● What the task asks
Please output each line of the data exactly as it appears.

● Exercise inputs
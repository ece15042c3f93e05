// SPDX-FileCopyrightText: 2025 Semiotic AI, Inc.
//
// SPDX-License-Identifier: Apache-2.0

//! Records addressed by location id rather than by query
//!
//! Boundaries live under `<prefix>:boundary:<id>` and demographics under
//! `<prefix>:demographics:<id>[:<category>]`, so other services sharing the
//! Redis instance can read and purge them without deriving a digest.

use serde::de::DeserializeOwned;
use serde::Serialize;

use super::QueryCacheCoordinator;
use crate::config::constants::namespaces;
use crate::errors::GeoCacheError;

impl QueryCacheCoordinator {
    /// Caches the boundary GeoJSON of a location with the `boundary` TTL
    ///
    /// # Errors
    ///
    /// Returns [`GeoCacheError::Key`] for an empty id or one containing `:`,
    /// and [`GeoCacheError::Store`] if `geojson` cannot be serialized.
    pub async fn store_boundary<T>(
        &self,
        location_id: &str,
        geojson: &T,
    ) -> Result<bool, GeoCacheError>
    where
        T: Serialize + ?Sized,
    {
        let key = self.keys().record_key(namespaces::BOUNDARY, &[location_id])?;
        let ttl = self.ttl_for(namespaces::BOUNDARY);
        Ok(self.store().set_with_ttl(&key, geojson, ttl).await?)
    }

    /// Returns the cached boundary of a location
    ///
    /// # Errors
    ///
    /// Returns [`GeoCacheError::Key`] for an empty id or one containing `:`.
    pub async fn boundary<T: DeserializeOwned>(
        &self,
        location_id: &str,
    ) -> Result<Option<T>, GeoCacheError> {
        let key = self.keys().record_key(namespaces::BOUNDARY, &[location_id])?;
        Ok(self.store().get(&key).await)
    }

    /// Caches demographic data of a location, optionally for one category
    ///
    /// # Errors
    ///
    /// Returns [`GeoCacheError::Key`] for an empty id or category, or one
    /// containing `:`, and [`GeoCacheError::Store`] if `data` cannot be
    /// serialized.
    pub async fn store_demographics<T>(
        &self,
        location_id: &str,
        category: Option<&str>,
        data: &T,
    ) -> Result<bool, GeoCacheError>
    where
        T: Serialize + ?Sized,
    {
        let key = self.demographics_key(location_id, category)?;
        let ttl = self.ttl_for(namespaces::DEMOGRAPHICS);
        Ok(self.store().set_with_ttl(&key, data, ttl).await?)
    }

    /// Returns cached demographic data of a location
    ///
    /// # Errors
    ///
    /// Returns [`GeoCacheError::Key`] for an empty id or category, or one
    /// containing `:`.
    pub async fn demographics<T: DeserializeOwned>(
        &self,
        location_id: &str,
        category: Option<&str>,
    ) -> Result<Option<T>, GeoCacheError> {
        let key = self.demographics_key(location_id, category)?;
        Ok(self.store().get(&key).await)
    }

    /// Drops the boundary and every demographics record of a location;
    /// returns how many entries were removed
    ///
    /// # Errors
    ///
    /// Returns [`GeoCacheError::Key`] for an empty id or one containing `:`.
    pub async fn invalidate_location(&self, location_id: &str) -> Result<usize, GeoCacheError> {
        let boundary = self.keys().record_key(namespaces::BOUNDARY, &[location_id])?;
        let demographics = self.demographics_key(location_id, None)?;

        let mut removed = usize::from(self.store().delete(&boundary).await);
        removed += usize::from(self.store().delete(&demographics).await);
        // Trailing ':' keeps location 29 from matching 295
        removed += self
            .store()
            .invalidate_prefix(&format!("{demographics}:"))
            .await;
        Ok(removed)
    }

    fn demographics_key(
        &self,
        location_id: &str,
        category: Option<&str>,
    ) -> Result<String, GeoCacheError> {
        let key = match category {
            Some(category) => self
                .keys()
                .record_key(namespaces::DEMOGRAPHICS, &[location_id, category])?,
            None => self.keys().record_key(namespaces::DEMOGRAPHICS, &[location_id])?,
        };
        Ok(key)
    }
}
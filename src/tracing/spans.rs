// SPDX-FileCopyrightText: 2025 Semiotic AI, Inc.
//
// SPDX-License-Identifier: Apache-2.0

//! Span creation helpers for geocache operations.
//!
//! Telemetry is kept apart from the cache logic: instead of `#[instrument]`
//! attributes, each instrumented operation has a span helper here and attaches
//! it to its future.
//!
//! Usage pattern:
//! ```rust,ignore
//! pub async fn my_operation(&self, param: &str) -> T {
//!     let span = spans::my_operation(param);
//!     async { /* cache logic */ }.instrument(span).await
//! }
//! ```

use tracing::Span;

use crate::types::geo::RadiusQuery;

/// Create span for resolving a query through the cache.
///
/// This is the main entry point for cached lookups.
///
/// Parent: None (root span for this operation)
/// Children: the caller's compute future on a miss
#[inline]
pub(crate) fn resolve(namespace: &str, key: &str) -> Span {
    tracing::info_span!(
        "geocache.resolve",
        namespace = namespace,
        key = key,
        outcome = tracing::field::Empty,
    )
}

/// Create span for bulk invalidation by key prefix.
///
/// Parent: Caller span (e.g. a namespace invalidation)
/// Children: None
#[inline]
pub(crate) fn invalidate_prefix(prefix: &str, backend: &'static str) -> Span {
    tracing::info_span!(
        "geocache.invalidate_prefix",
        prefix = prefix,
        backend = backend,
    )
}

/// Create span for a proximity radius query.
///
/// Parent: Caller span
/// Children: None
#[inline]
pub(crate) fn radius_query(query: &RadiusQuery, backend: &'static str) -> Span {
    tracing::debug_span!(
        "geocache.radius_query",
        longitude = query.longitude,
        latitude = query.latitude,
        radius = query.radius,
        unit = %query.unit,
        max_results = query.max_results.map(|n| n as u64),
        backend = backend,
    )
}

/// Create span for a combined health probe of the cache and the index.
///
/// Parent: None (root span for this operation)
/// Children: None
#[inline]
pub(crate) fn health(store_backend: &'static str, index_backend: &'static str) -> Span {
    tracing::debug_span!(
        "geocache.health",
        store_backend = store_backend,
        index_backend = index_backend,
    )
}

● Output of the task
repository ece15042c3f93e05
// SPDX-FileCopyrightText: 2025 Semiotic AI, Inc.
//
// SPDX-License-Identifier: Apache-2.0

//! Records addressed by location id rather than by query
//!
//! Boundaries live under `<prefix>:boundary:<id>` and demographics under
//! `<prefix>:demographics:<id>[:<category>]`, so other services sharing the
//! Redis instance can read and purge them without deriving a digest.

use serde::de::DeserializeOwned;
use serde::Serialize;

use super::QueryCacheCoordinator;
use crate::config::constants::namespaces;
use crate::errors::GeoCacheError;

impl QueryCacheCoordinator {
    /// Caches the boundary GeoJSON of a location with the `boundary` TTL
    ///
    /// # Errors
    ///
    /// Returns [`GeoCacheError::Key`] for an empty id or one containing `:`,
    /// and [`GeoCacheError::Store`] if `geojson` cannot be serialized.
    pub async fn store_boundary<T>(
        &self,
        location_id: &str,
        geojson: &T,
    ) -> Result<bool, GeoCacheError>
    where
        T: Serialize + ?Sized,
    {
        let key = self.keys().record_key(namespaces::BOUNDARY, &[location_id])?;
        let ttl = self.ttl_for(namespaces::BOUNDARY);
        Ok(self.store().set_with_ttl(&key, geojson, ttl).await?)
    }

    /// Returns the cached boundary of a location
    ///
    /// # Errors
    ///
    /// Returns [`GeoCacheError::Key`] for an empty id or one containing `:`.
    pub async fn boundary<T: DeserializeOwned>(
        &self,
        location_id: &str,
    ) -> Result<Option<T>, GeoCacheError> {
        let key = self.keys().record_key(namespaces::BOUNDARY, &[location_id])?;
        Ok(self.store().get(&key).await)
    }

    /// Caches demographic data of a location, optionally for one category
    ///
    /// # Errors
    ///
    /// Returns [`GeoCacheError::Key`] for an empty id or category, or one
    /// containing `:`, and [`GeoCacheError::Store`] if `data` cannot be
    /// serialized.
    pub async fn store_demographics<T>(
        &self,
        location_id: &str,
        category: Option<&str>,
        data: &T,
    ) -> Result<bool, GeoCacheError>
    where
        T: Serialize + ?Sized,
    {
        let key = self.demographics_key(location_id, category)?;
        let ttl = self.ttl_for(namespaces::DEMOGRAPHICS);
        Ok(self.store().set_with_ttl(&key, data, ttl).await?)
    }

    /// Returns cached demographic data of a location
    ///
    /// # Errors
    ///
    /// Returns [`GeoCacheError::Key`] for an empty id or category, or one
    /// containing `:`.
    pub async fn demographics<T: DeserializeOwned>(
        &self,
        location_id: &str,
        category: Option<&str>,
    ) -> Result<Option<T>, GeoCacheError> {
        let key = self.demographics_key(location_id, category)?;
        Ok(self.store().get(&key).await)
    }

    /// Drops the boundary and every demographics record of a location;
    /// returns how many entries were removed
    ///
    /// # Errors
    ///
    /// Returns [`GeoCacheError::Key`] for an empty id or one containing `:`.
    pub async fn invalidate_location(&self, location_id: &str) -> Result<usize, GeoCacheError> {
        let boundary = self.keys().record_key(namespaces::BOUNDARY, &[location_id])?;
        let demographics = self.demographics_key(location_id, None)?;

        let mut removed = usize::from(self.store().delete(&boundary).await);
        removed += usize::from(self.store().delete(&demographics).await);
        // Trailing ':' keeps location 29 from matching 295
        removed += self
            .store()
            .invalidate_prefix(&format!("{demographics}:"))
            .await;
        Ok(removed)
    }

    fn demographics_key(
        &self,
        location_id: &str,
        category: Option<&str>,
    ) -> Result<String, GeoCacheError> {
        let key = match category {
            Some(category) => self
                .keys()
                .record_key(namespaces::DEMOGRAPHICS, &[location_id, category])?,
            None => self.keys().record_key(namespaces::DEMOGRAPHICS, &[location_id])?,
        };
        Ok(key)
    }
}
filename src/tracing/spans.rs
// SPDX-FileCopyrightText: 2025 Semiotic AI, Inc.
//
// SPDX-License-Identifier: Apache-2.0

//! Span creation helpers for geocache operations.
//!
//! Telemetry is kept apart from the cache logic: instead of `#[instrument]`
//! attributes, each instrumented operation has a span helper here and attaches
//! it to its future.
//!
//! Usage pattern:
//! ```rust,ignore
//! pub async fn my_operation(&self, param: &str) -> T {
//!     let span = spans::my_operation(param);
//!     async { /* cache logic */ }.instrument(span).await
//! }
//! ```

use tracing::Span;

use crate::types::geo::RadiusQuery;

/// Create span for resolving a query through the cache.
///
/// This is the main entry point for cached lookups.
///
/// Parent: None (root span for this operation)
/// Children: the caller's compute future on a miss
#[inline]
pub(crate) fn resolve(namespace: &str, key: &str) -> Span {
    tracing::info_span!(
        "geocache.resolve",
        namespace = namespace,
        key = key,
        outcome = tracing::field::Empty,
    )
}

/// Create span for bulk invalidation by key prefix.
///
/// Parent: Caller span (e.g. a namespace invalidation)
/// Children: None
#[inline]
pub(crate) fn invalidate_prefix(prefix: &str, backend: &'static str) -> Span {
    tracing::info_span!(
        "geocache.invalidate_prefix",
        prefix = prefix,
        backend = backend,
    )
}

/// Create span for a proximity radius query.
///
/// Parent: Caller span
/// Children: None
#[inline]
pub(crate) fn radius_query(query: &RadiusQuery, backend: &'static str) -> Span {
    tracing::debug_span!(
        "geocache.radius_query",
        longitude = query.longitude,
        latitude = query.latitude,
        radius = query.radius,
        unit = %query.unit,
        max_results = query.max_results.map(|n| n as u64),
        backend = backend,
    )
}

/// Create span for a combined health probe of the cache and the index.
///
/// Parent: None (root span for this operation)
/// Children: None
#[inline]
pub(crate) fn health(store_backend: &'static str, index_backend: &'static str) -> Span {
    tracing::debug_span!(
        "geocache.health",
        store_backend = store_backend,
        index_backend = index_backend,
    )
}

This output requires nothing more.